How Does Daubert Intersect with Tort and Procedural Law?
Margaret A. Berger  
Brooklyn Law School
Causation has always been the crucial issue in toxic tort litigation. If plaintiffs cannot prove causation they lose. Observers agree that it has become more difficult for plaintiffs to discharge this burden in the decade since the Supreme Court decided Daubert v. Merrell Dow Pharmaceuticals, Inc. and began its exegesis on expert proof. The trial judge is now the gatekeeper who rules on defendant's in limine motion to exclude plaintiff's experts; if defendant succeeds, the court then grants summary judgment.
Little attention has been paid to how Daubert has affected the objectives of tort law or procedural justice.
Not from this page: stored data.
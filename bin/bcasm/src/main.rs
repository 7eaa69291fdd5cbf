use bcasm::serialize::{deserialize, serialize};
use bcasm::*;

use clap::{Arg, ArgAction, ArgMatches, Command};
use std::fs;

fn main() -> Result<(), Error> {
    env_logger::init();

    let matches = Command::new("Structured bytecode assembler")
        .version("0.1.0")
        .author("Alec Theriault <alec.theriault@gmail.com>")
        .about("Record, replay, and disassemble programs of the sample language")
        .subcommand_required(true)
        .arg(
            Arg::new("no-source-info")
                .long("no-source-info")
                .global(true)
                .action(ArgAction::SetTrue)
                .help("Do not record source sections in the bytecode"),
        )
        .arg(
            Arg::new("no-tags")
                .long("no-tags")
                .global(true)
                .action(ArgAction::SetTrue)
                .help("Do not instrument tags or instrumentation operations"),
        )
        .subcommand(
            Command::new("sample")
                .about("Serialize the builder calls of the sample program")
                .arg(
                    Arg::new("OUTPUT")
                        .help("Sets the output file for the serialized calls")
                        .required(true)
                        .index(1),
                ),
        )
        .subcommand(
            Command::new("dump")
                .about("Replay serialized builder calls and print the resulting bytecode")
                .arg(
                    Arg::new("INPUT")
                        .help("Sets the input file of serialized calls")
                        .required(true)
                        .index(1),
                ),
        )
        .get_matches();

    let model = sample::model()?;
    match matches.subcommand() {
        Some(("sample", sub_matches)) => {
            let output = required(sub_matches, "OUTPUT")?;
            let bytes = serialize(&model, vec![], sample::program)?;
            log::info!("Writing {} bytes of builder calls to '{}'", bytes.len(), output);
            fs::write(output, bytes).map_err(Error::IoError)?;
        }
        Some(("dump", sub_matches)) => {
            let input = required(sub_matches, "INPUT")?;
            log::info!("Replaying '{}'", input);
            let bytes = fs::read(input).map_err(Error::IoError)?;

            let config = config(&matches);
            let mut pool = config.pool();
            let mut builder = Builder::new(&model, config, &mut pool);
            deserialize(&bytes, &mut builder)?;
            let nodes = builder.finish()?;
            print!("{}", nodes.disassemble(&model)?);
        }
        _ => unreachable!("a subcommand is required"),
    }

    Ok(())
}

fn required<'a>(matches: &'a ArgMatches, name: &str) -> Result<&'a String, Error> {
    matches
        .get_one::<String>(name)
        .ok_or_else(|| Error::IllegalArgument(format!("missing {}", name)))
}

fn config(matches: &ArgMatches) -> BuilderConfig {
    let mut config = BuilderConfig::default();
    if matches.get_flag("no-source-info") {
        config.source_info = false;
    }
    if matches.get_flag("no-tags") {
        config.instrumented_tags = TagMask::NONE;
        config.instrumentations = 0;
    }
    config
}
#![forbid(unsafe_code)]

pub mod dispatch;
pub mod mention;
pub mod responder;
pub mod socket;
pub mod supervisor;
pub mod web;

use std::fmt;

use uuid::Uuid;

pub use dispatch::{EventDispatcher, EventHandler, HandlerError, PROCESSED_WINDOW_CAPACITY, ProcessedWindow};
pub use mention::MentionHandler;
pub use responder::{DialogClient, Responder};
pub use socket::{CloseOutcome, SlackWs, SocketError, SocketHandle, SocketListener};
pub use supervisor::{ConnectPhase, ConnectionError, ConnectionSupervisor, WsConnector};
pub use web::{PublicChannel, SlackApi, SlackWebClient};

/// Wrapper that redacts in logs.
#[derive(Clone, PartialEq, Eq)]
pub struct SecretString(String);

impl SecretString {
	pub fn new(s: impl Into<String>) -> Self {
		Self(s.into())
	}

	/// Access the inner secret string.
	pub fn expose(&self) -> &str {
		&self.0
	}
}

impl fmt::Debug for SecretString {
	fn fmt(&self, f: &mut fmt::Formatter<'_>) -> fmt::Result {
		f.write_str("SecretString(<redacted>)")
	}
}

impl fmt::Display for SecretString {
	fn fmt(&self, f: &mut fmt::Formatter<'_>) -> fmt::Result {
		f.write_str("<redacted>")
	}
}

impl<'de> serde::Deserialize<'de> for SecretString {
	fn deserialize<D>(deserializer: D) -> Result<Self, D::Error>
	where
		D: serde::Deserializer<'de>,
	{
		let s = String::deserialize(deserializer)?;
		Ok(SecretString::new(s))
	}
}

/// Fresh id for one connect cycle (log correlation only).
pub fn new_cycle_id() -> String {
	Uuid::new_v4().to_string()
}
Do plaintiffs' difficulties in proving causation undermine the goals of deterrence and compensation? A manufacturer putting out a new drug or chemical cannot know if it is completely safe even if it has been tested. It is impossible to rule out latent effects, or to anticipate how the substance will interract with other products, or other populations. Unlike the ordinary tortfeasor who knows, or ought to know, about conduct that will cause harm, the manufacturer of a drug or chemical may be unaware of any increased risk of harm until it starts to receive adverse reports about its product.
It is at this point that the realities of corporate life intersect with the Daubert test. Any problems with a product may affect the price of the corporation's stock, and most executives' pay is now tied to stock options. Whether executives delude themselves into thinking nothing can be the matter, or whether they deliberately ignore warning signals is beside the point. The difficulty plaintiffs will have in proving causation means that potential liability may appear quite minimal when adverse results about a product first surface, particularly as the courts interpreting Daubert have favored epidemiologic proof of causation. Such studies take a long time. Even if plaintiffs ultimately succeed in establishing causation, this may not happen until after the executives on whose watch the problems first appeared have cashed in their options and moved on. We need to consider whether the current approach to causation offers too great an incentive for corporations to adopt an ostrich-like approach that fails to protect the public adequately against harm. Perhaps new causes of action are needed, such as the Second Circuit recently endorsed in Desiano v. Warner-Lambert Co. when it permitted a lawsuit by insurers to proceed against a drug company whose failure to disclose problems may have kept the drug's price artificially high. Such a cause of action does not, however, provide compensation for the users.
Compensation may also be problematic because the greatly increased cost of expert testimony since Daubert means that persons with valid claims, but lesser damages, may be unable to find representation. We should consider the effect of Daubert jurisprudence on access to the courts. Finally, the outcome-determinative effect of in limine motions excluding plaintiff's experts on causation eliminates a trial at which plaintiffs may present evidence of defendant's breach of duty. The consequence is ignorance about irresponsible corporate behavior that is highly relevant in deciding how the law needs to be structured to provide adequate protection to the public at a time when we as yet have imperfect knowledge about the mechanisms of disease.